Monday, 5 September 2016

What is Relative Strength Index (RSI Indicator) ?

RSI (Relative Strength Index) is an extremely popular and widely used leading or momentum indicator developed by J. Welles Wilder. RSI gauges the speed and change of price movements.

https://youtu.be/RrqQ5WGCbp4

Like most of the leading indicators, RSI has a range. It’s an Oscillator. This means it ranges between 0 to 100 levels. Due to this, the value of RSI can not be lower than 0 and can not be higher than 100. Traders use 3 psychological levels of RSI to take trading decisions. These levels are 30, 50 and 70.

The basic rule to use RSI is identifying overbought and oversold situations. When RSI value is below 30 then it is oversold, and when RSI value reaches above 70 then it is the overbought situation. RSI can also detect trend and divergences.

RSI Calculation :

To calculate RSI, we need to find out the value of RS first.

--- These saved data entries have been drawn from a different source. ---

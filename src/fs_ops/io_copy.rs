//! Streaming copy with durability.
//!
//! - Writes to a newly created destination file (create_new; never clobbers).
//! - Buffered I/O with large (1 MiB) buffers to reduce syscall count.
//! - Fsyncs the destination before returning, so the later size check reads
//!   what actually reached the disk.
//!
//! Snapshot semantics: the source file is read once from start to EOF; if it
//! grows concurrently the extra bytes are not included, and the caller's size
//! verification will reject the copy.

use std::fs::{File, OpenOptions};
use std::io::{self, BufReader, BufWriter, Write};
use std::path::Path;

const BUF_SIZE: usize = 1024 * 1024; // 1 MiB buffers

/// Copy `src` -> `dst` using buffered I/O, then fsync the destination.
/// Returns the number of bytes written.
pub(super) fn copy_streaming(src: &Path, dst: &Path) -> io::Result<u64> {
    let src_f = File::open(src)?;

    let dst_f = OpenOptions::new().write(true).create_new(true).open(dst)?;

    let mut reader = BufReader::with_capacity(BUF_SIZE, src_f);
    let mut writer = BufWriter::with_capacity(BUF_SIZE, dst_f);
    let bytes = io::copy(&mut reader, &mut writer)?;
    writer.flush()?;
    writer.get_ref().sync_all()?;

    Ok(bytes)
}

#[cfg(test)]
mod tests {
    use super::*;
    use std::fs;
    use std::io::Write as _;
    use tempfile::tempdir;

    #[test]
    fn copy_small_file_ok() {
        let dir = tempdir().unwrap();
        let src_path = dir.path().join("src.txt");
        let dst_path = dir.path().join("dst.txt");

        let data = b"hello world";
        fs::write(&src_path, data).unwrap();

        let n = copy_streaming(&src_path, &dst_path).unwrap();
        assert_eq!(n, data.len() as u64);

        let got = fs::read(&dst_path).unwrap();
        assert_eq!(&got, data);
    }

    #[test]
    fn copy_zero_length_ok() {
        let dir = tempdir().unwrap();
        let src_path = dir.path().join("empty");
        let dst_path = dir.path().join("out");
        File::create(&src_path).unwrap(); // empty file

        let n = copy_streaming(&src_path, &dst_path).unwrap();
        assert_eq!(n, 0);
        let meta = fs::metadata(&dst_path).unwrap();
        assert_eq!(meta.len(), 0);
    }

    #[test]
    fn fails_if_dest_exists() {
        let dir = tempdir().unwrap();
        let src_path = dir.path().join("src");
        let dst_path = dir.path().join("dst");
        fs::write(&src_path, b"data").unwrap();
        // Pre-create destination
        let mut f = File::create(&dst_path).unwrap();
        f.write_all(b"x").unwrap();
        drop(f);

        let err = copy_streaming(&src_path, &dst_path).unwrap_err();
        assert_eq!(err.kind(), io::ErrorKind::AlreadyExists);
    }

    #[test]
    fn large_file_copy_boundary() {
        let dir = tempdir().unwrap();
        let src = dir.path().join("big.bin");
        let dst = dir.path().join("big.out");

        // Size > 2 * BUF_SIZE + 123 to cross multiple buffer boundaries
        let size = 2 * BUF_SIZE + 123;
        let mut data = vec![0u8; size];
        for (i, b) in data.iter_mut().enumerate() {
            *b = (i % 251) as u8; // pseudo pattern
        }
        fs::write(&src, &data).unwrap();

        let n = copy_streaming(&src, &dst).unwrap();
        assert_eq!(n as usize, size);

        let out = fs::read(&dst).unwrap();
        assert_eq!(out, data);
    }
}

RS = Average of X day’s up closes/Average of X day’s down closes

Now,

RSI = 100 – 100/ (1+RS)

Default and widely used parameters of RSI are 14. However, many traders use 7 and 28 periods.

Now let’s take a look at RSI indicator,

Relative-Strength-Index

In the daily chart of GBP/USD given above, we can see the oversold signal when RSI<30 and overbought signals when RSI>70.